> **Work order**: Once you reach the end of the data, transcribe all of it exactly.

Stored data entries:
-- Opening Marker --
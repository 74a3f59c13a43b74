//! Progress reporting utilities using indicatif.
//!
//! This module provides the [`Progress`] struct which implements [`ProgressCallback`]
//! to display a walking spinner and a hashing bar while a scan runs.

use std::sync::Mutex;
use std::time::Duration;

use indicatif::{MultiProgress, ProgressBar, ProgressStyle};

/// Phase name reported while directories are enumerated.
pub const PHASE_WALKING: &str = "walking";
/// Phase name reported while file contents are hashed.
pub const PHASE_HASHING: &str = "hashing";

/// Progress callback for the scan phases.
///
/// Implementations must be thread-safe: `on_progress` is called from
/// hashing workers.
pub trait ProgressCallback: Send + Sync {
    /// Called when a phase starts.
    ///
    /// # Arguments
    ///
    /// * `phase` - Name of the phase ([`PHASE_WALKING`] or [`PHASE_HASHING`])
    /// * `total` - Total number of items to process (0 when unknown)
    fn on_phase_start(&self, phase: &str, total: usize);

    /// Called for each item processed.
    ///
    /// # Arguments
    ///
    /// * `current` - Current item number (1-based)
    /// * `path` - Path being processed
    fn on_progress(&self, current: usize, path: &str);

    /// Called when a file has been hashed, providing its size.
    fn on_item_completed(&self, _bytes: u64) {}

    /// Called when a phase completes.
    fn on_phase_end(&self, phase: &str);

    /// Called to update the progress message.
    fn on_message(&self, _message: &str) {}
}

/// Progress reporter using indicatif.
pub struct Progress {
    multi: MultiProgress,
    walking: Mutex<Option<ProgressBar>>,
    hashing: Mutex<Option<ProgressBar>>,
    quiet: bool,
}

impl Progress {
    /// Create a new progress reporter.
    ///
    /// If `quiet` is true, nothing is drawn.
    ///
    /// # Examples
    ///
    /// ```
    /// use dirdupe::progress::Progress;
    ///
    /// let progress = Progress::new(false);
    /// ```
    #[must_use]
    pub fn new(quiet: bool) -> Self {
        Self {
            multi: MultiProgress::new(),
            walking: Mutex::new(None),
            hashing: Mutex::new(None),
            quiet,
        }
    }

    fn walking_style() -> ProgressStyle {
        ProgressStyle::with_template("{spinner:.green} {msg} [{elapsed_precise}] {pos} entries")
            .unwrap_or_else(|_| ProgressStyle::default_spinner())
            .tick_chars("⠁⠂⠄⡀⢀⠠⠐⠈ ")
    }

    fn hashing_style() -> ProgressStyle {
        ProgressStyle::with_template(
            "[{elapsed_precise}] [{bar:40.green/blue}] {pos}/{len} ({percent}%) {msg} (ETA: {eta})",
        )
        .unwrap_or_else(|_| ProgressStyle::default_bar())
        .progress_chars("█>-")
    }

    fn active_bar(&self) -> Option<ProgressBar> {
        let hashing = self.hashing.lock().ok().and_then(|g| g.clone());
        hashing.or_else(|| self.walking.lock().ok().and_then(|g| g.clone()))
    }
}

impl ProgressCallback for Progress {
    fn on_phase_start(&self, phase: &str, total: usize) {
        if self.quiet {
            return;
        }

        match phase {
            PHASE_WALKING => {
                let pb = self.multi.add(ProgressBar::new_spinner());
                pb.set_style(Self::walking_style());
                pb.set_message("Walking directories");
                pb.enable_steady_tick(Duration::from_millis(100));
                if let Ok(mut slot) = self.walking.lock() {
                    *slot = Some(pb);
                }
            }
            _ => {
                let pb = self.multi.add(ProgressBar::new(total as u64));
                pb.set_style(Self::hashing_style());
                pb.set_message("Hashing");
                if let Ok(mut slot) = self.hashing.lock() {
                    *slot = Some(pb);
                }
            }
        }
    }

    fn on_progress(&self, current: usize, path: &str) {
        if self.quiet {
            return;
        }
        if let Some(pb) = self.active_bar() {
            pb.set_position(current as u64);
            pb.set_message(truncate_path(path, 30));
        }
    }

    fn on_phase_end(&self, phase: &str) {
        if self.quiet {
            return;
        }

        let (slot, done) = match phase {
            PHASE_WALKING => (&self.walking, "Walking complete"),
            _ => (&self.hashing, "Hashing complete"),
        };
        if let Some(pb) = slot.lock().ok().and_then(|mut g| g.take()) {
            pb.finish_with_message(done);
        }
    }

    fn on_message(&self, message: &str) {
        if self.quiet {
            return;
        }
        if let Some(pb) = self.active_bar() {
            pb.set_message(message.to_string());
        }
    }
}

/// Truncate a path for display in the progress bar.
pub(crate) fn truncate_path(path: &str, max_len: usize) -> String {
    if path.chars().count() <= max_len {
        return path.to_string();
    }

    let file_name = std::path::Path::new(path)
        .file_name()
        .map(|n| n.to_string_lossy().to_string())
        .unwrap_or_default();

    let name_len = file_name.chars().count();
    if name_len + 4 > max_len {
        let tail: String = file_name.chars().skip(name_len + 3 - max_len).collect();
        return format!("...{}", tail);
    }

    format!(".../{}", file_name)
}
-- Closing Marker --
> **Answer space**:
repository 74a3f59c13a43b74
//! Progress reporting utilities using indicatif.
//!
//! This module provides the [`Progress`] struct which implements [`ProgressCallback`]
//! to display a walking spinner and a hashing bar while a scan runs.

use std::sync::Mutex;
use std::time::Duration;

use indicatif::{MultiProgress, ProgressBar, ProgressStyle};

/// Phase name reported while directories are enumerated.
pub const PHASE_WALKING: &str = "walking";
/// Phase name reported while file contents are hashed.
pub const PHASE_HASHING: &str = "hashing";

/// Progress callback for the scan phases.
///
/// Implementations must be thread-safe: `on_progress` is called from
/// hashing workers.
pub trait ProgressCallback: Send + Sync {
    /// Called when a phase starts.
    ///
    /// # Arguments
    ///
    /// * `phase` - Name of the phase ([`PHASE_WALKING`] or [`PHASE_HASHING`])
    /// * `total` - Total number of items to process (0 when unknown)
    fn on_phase_start(&self, phase: &str, total: usize);

    /// Called for each item processed.
    ///
    /// # Arguments
    ///
    /// * `current` - Current item number (1-based)
    /// * `path` - Path being processed
    fn on_progress(&self, current: usize, path: &str);

    /// Called when a file has been hashed, providing its size.
    fn on_item_completed(&self, _bytes: u64) {}

    /// Called when a phase completes.
    fn on_phase_end(&self, phase: &str);

    /// Called to update the progress message.
    fn on_message(&self, _message: &str) {}
}

/// Progress reporter using indicatif.
pub struct Progress {
    multi: MultiProgress,
    walking: Mutex<Option<ProgressBar>>,
    hashing: Mutex<Option<ProgressBar>>,
    quiet: bool,
}

impl Progress {
    /// Create a new progress reporter.
    ///
    /// If `quiet` is true, nothing is drawn.
    ///
    /// # Examples
    ///
    /// ```
    /// use dirdupe::progress::Progress;
    ///
    /// let progress = Progress::new(false);
    /// ```
    #[must_use]
    pub fn new(quiet: bool) -> Self {
        Self {
            multi: MultiProgress::new(),
            walking: Mutex::new(None),
            hashing: Mutex::new(None),
            quiet,
        }
    }

    fn walking_style() -> ProgressStyle {
        ProgressStyle::with_template("{spinner:.green} {msg} [{elapsed_precise}] {pos} entries")
            .unwrap_or_else(|_| ProgressStyle::default_spinner())
            .tick_chars("⠁⠂⠄⡀⢀⠠⠐⠈ ")
    }

    fn hashing_style() -> ProgressStyle {
        ProgressStyle::with_template(
            "[{elapsed_precise}] [{bar:40.green/blue}] {pos}/{len} ({percent}%) {msg} (ETA: {eta})",
        )
        .unwrap_or_else(|_| ProgressStyle::default_bar())
        .progress_chars("█>-")
    }

    fn active_bar(&self) -> Option<ProgressBar> {
        let hashing = self.hashing.lock().ok().and_then(|g| g.clone());
        hashing.or_else(|| self.walking.lock().ok().and_then(|g| g.clone()))
    }
}

impl ProgressCallback for Progress {
    fn on_phase_start(&self, phase: &str, total: usize) {
        if self.quiet {
            return;
        }

        match phase {
            PHASE_WALKING => {
                let pb = self.multi.add(ProgressBar::new_spinner());
                pb.set_style(Self::walking_style());
                pb.set_message("Walking directories");
                pb.enable_steady_tick(Duration::from_millis(100));
                if let Ok(mut slot) = self.walking.lock() {
                    *slot = Some(pb);
                }
            }
            _ => {
                let pb = self.multi.add(ProgressBar::new(total as u64));
                pb.set_style(Self::hashing_style());
                pb.set_message("Hashing");
                if let Ok(mut slot) = self.hashing.lock() {
                    *slot = Some(pb);
                }
            }
        }
    }

    fn on_progress(&self, current: usize, path: &str) {
        if self.quiet {
            return;
        }
        if let Some(pb) = self.active_bar() {
            pb.set_position(current as u64);
            pb.set_message(truncate_path(path, 30));
        }
    }

    fn on_phase_end(&self, phase: &str) {
        if self.quiet {
            return;
        }

        let (slot, done) = match phase {
            PHASE_WALKING => (&self.walking, "Walking complete"),
            _ => (&self.hashing, "Hashing complete"),
        };
        if let Some(pb) = slot.lock().ok().and_then(|mut g| g.take()) {
            pb.finish_with_message(done);
        }
    }

    fn on_message(&self, message: &str) {
        if self.quiet {
            return;
        }
        if let Some(pb) = self.active_bar() {
            pb.set_message(message.to_string());
        }
    }
}

/// Truncate a path for display in the progress bar.
pub(crate) fn truncate_path(path: &str, max_len: usize) -> String {
    if path.chars().count() <= max_len {
        return path.to_string();
    }

    let file_name = std::path::Path::new(path)
        .file_name()
        .map(|n| n.to_string_lossy().to_string())
        .unwrap_or_default();

    let name_len = file_name.chars().count();
    if name_len + 4 > max_len {
        let tail: String = file_name.chars().skip(name_len + 3 - max_len).collect();
        return format!("...{}", tail);
    }

    format!(".../{}", file_name)
}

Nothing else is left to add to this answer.